When I was three years old, my biological father decided he no longer wanted to be bothered with me or my mother and disappeared from our lives as well as those of his parents. Her father immediately stepped in and took over the vacated role. I was raised as Mother’s much younger sister. I knew the difference in my head, but not my heart. As a toddler I had named him “Bangdaddy” and he was, and will be, known as that by all my friends, the family, the entire community, and me for eternity. He was a kind and gentle man with a strength of character that would have rivaled Superman. How he survived in a house full of females, I never have understood. Even all the pets except for one parakeet were female. I guess his way of coping with all of us in his “leisure” time was his Masonic/Shrine obligations and church work. He was so well respected that at the age of 88, he was asked to return to the Board of Deacons to fill out an unexpired term of one of his friends that had died. The others were disappointed when he refused even an honorary title. Even at the age of 91, and even though he was tired physically and ready to join my grandmother, it seemed to us that his life was cut way too short.

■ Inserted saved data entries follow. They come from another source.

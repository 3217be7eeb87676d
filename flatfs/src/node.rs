use std::borrow::Cow;

use crate::fs::FsError;
use crate::{MAX_FILES, NAME_LEN};

use zerocopy::{AsBytes, FromBytes};

/// Encoded length of one inode record.
pub const NODE_SIZE: usize = std::mem::size_of::<Inode>();
/// Encoded length of the whole inode table.
pub const TABLE_SIZE: usize = NODE_SIZE * MAX_FILES;

/// Block index stored in slots that have never held a file.
const NO_BLOCK: i32 = -1;

#[repr(C)]
#[derive(AsBytes, FromBytes, Copy, Clone, Debug, PartialEq)]
/// One file: where its single block lives and how much of it is content.
pub struct Inode {
  /// Zero terminated, zero padded.
  name: [u8; NAME_LEN],
  /// Bytes of content stored in the block, always below BLOCK_SIZE.
  size: u32,
  /// Data block holding the content, only meaningful while `used` is set.
  block_index: i32,
  used: u8,
  _pad: [u8; 3],
}

impl Inode {
  fn unused() -> Self {
    Self {
      name: [0; NAME_LEN],
      size: 0,
      block_index: NO_BLOCK,
      used: 0,
      _pad: [0; 3],
    }
  }

  pub fn is_used(&self) -> bool {
    self.used != 0
  }

  /// Raw name bytes up to the terminator.
  pub fn name_bytes(&self) -> &[u8] {
    let end = self.name.iter().position(|&b| b == 0).unwrap_or(NAME_LEN);
    &self.name[..end]
  }

  pub fn name(&self) -> Cow<'_, str> {
    String::from_utf8_lossy(self.name_bytes())
  }

  pub fn size(&self) -> usize {
    self.size as usize
  }

  pub fn set_size(&mut self, size: usize) {
    self.size = size as u32;
  }

  pub fn block(&self) -> i32 {
    self.block_index
  }

  /// Claims the slot for a file.
  pub fn occupy(&mut self, name: [u8; NAME_LEN], size: usize, block: usize) {
    self.name = name;
    self.size = size as u32;
    self.block_index = block as i32;
    self.used = 1;
  }

  /// Points a live file at a new block, as compaction does.
  pub fn relocate(&mut self, block: usize) {
    self.block_index = block as i32;
    self.used = 1;
  }

  /// Frees the slot. Name, size and block are left behind like the block content is.
  pub fn release(&mut self) {
    self.used = 0;
  }
}

/// Encodes a file name into its fixed on-disk buffer, leaving room for the terminator.
pub fn encode_name(name: &str) -> Result<[u8; NAME_LEN], FsError> {
  let bytes = name.as_bytes();
  if bytes.is_empty() || bytes.contains(&0) {
    return Err(FsError::InvalidName);
  }
  if bytes.len() >= NAME_LEN {
    return Err(FsError::NameTooLong { len: bytes.len() });
  }
  let mut buf = [0; NAME_LEN];
  buf[..bytes.len()].copy_from_slice(bytes);
  Ok(buf)
}

/// The fixed-capacity inode arena. Slot indices are stable and double as the
/// listing order.
#[derive(Clone, Debug, PartialEq)]
pub struct InodeTable {
  nodes: [Inode; MAX_FILES],
}

impl InodeTable {
  /// A formatted table with every slot free.
  pub fn new() -> Self {
    Self {
      nodes: [Inode::unused(); MAX_FILES],
    }
  }

  /// Decodes the table from the front of `buf`. Panics if `buf` is shorter than
  /// TABLE_SIZE.
  pub fn parse(buf: &[u8]) -> Self {
    assert!(buf.len() >= TABLE_SIZE, "Buffer too short for inode table.");
    let mut table = Self::new();
    for (node, raw) in table.nodes.iter_mut().zip(buf.chunks_exact(NODE_SIZE)) {
      node.as_bytes_mut().copy_from_slice(raw);
    }
    table
  }

  /// Encodes the table into the front of `buf`.
  pub fn serialize_into(&self, buf: &mut [u8]) {
    for (node, raw) in self.nodes.iter().zip(buf[..TABLE_SIZE].chunks_exact_mut(NODE_SIZE)) {
      raw.copy_from_slice(node.as_bytes());
    }
  }

  pub fn get(&self, slot: usize) -> &Inode {
    &self.nodes[slot]
  }

  pub fn get_mut(&mut self, slot: usize) -> &mut Inode {
    &mut self.nodes[slot]
  }

  /// Slot of the live file called `name`.
  pub fn find(&self, name: &str) -> Option<usize> {
    self
      .iter_used()
      .find(|(_, node)| node.name_bytes() == name.as_bytes())
      .map(|(slot, _)| slot)
  }

  /// Every slot, free ones included, in slot order.
  pub fn iter(&self) -> impl Iterator<Item = (usize, &Inode)> {
    self.nodes.iter().enumerate()
  }

  /// Live files in slot order.
  pub fn iter_used(&self) -> impl Iterator<Item = (usize, &Inode)> {
    self.iter().filter(|(_, node)| node.is_used())
  }

  pub fn used_count(&self) -> usize {
    self.iter_used().count()
  }

  /// Marks every slot free.
  pub fn clear(&mut self) {
    self.nodes.iter_mut().for_each(Inode::release);
  }
}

There was never a doubt to anyone who knew him that my mother, I, and my children were the light of his life, only second place to God.
I could continue to extol his virtues and love for others for a long time, but, because the entire World Wide Web cannot hold all the good things he did in his lifetime, I will stop by saying “Happy Father’s Day to Lubie Lynn Bedwell. I wish you were here. I miss your unconditional love and acceptance.”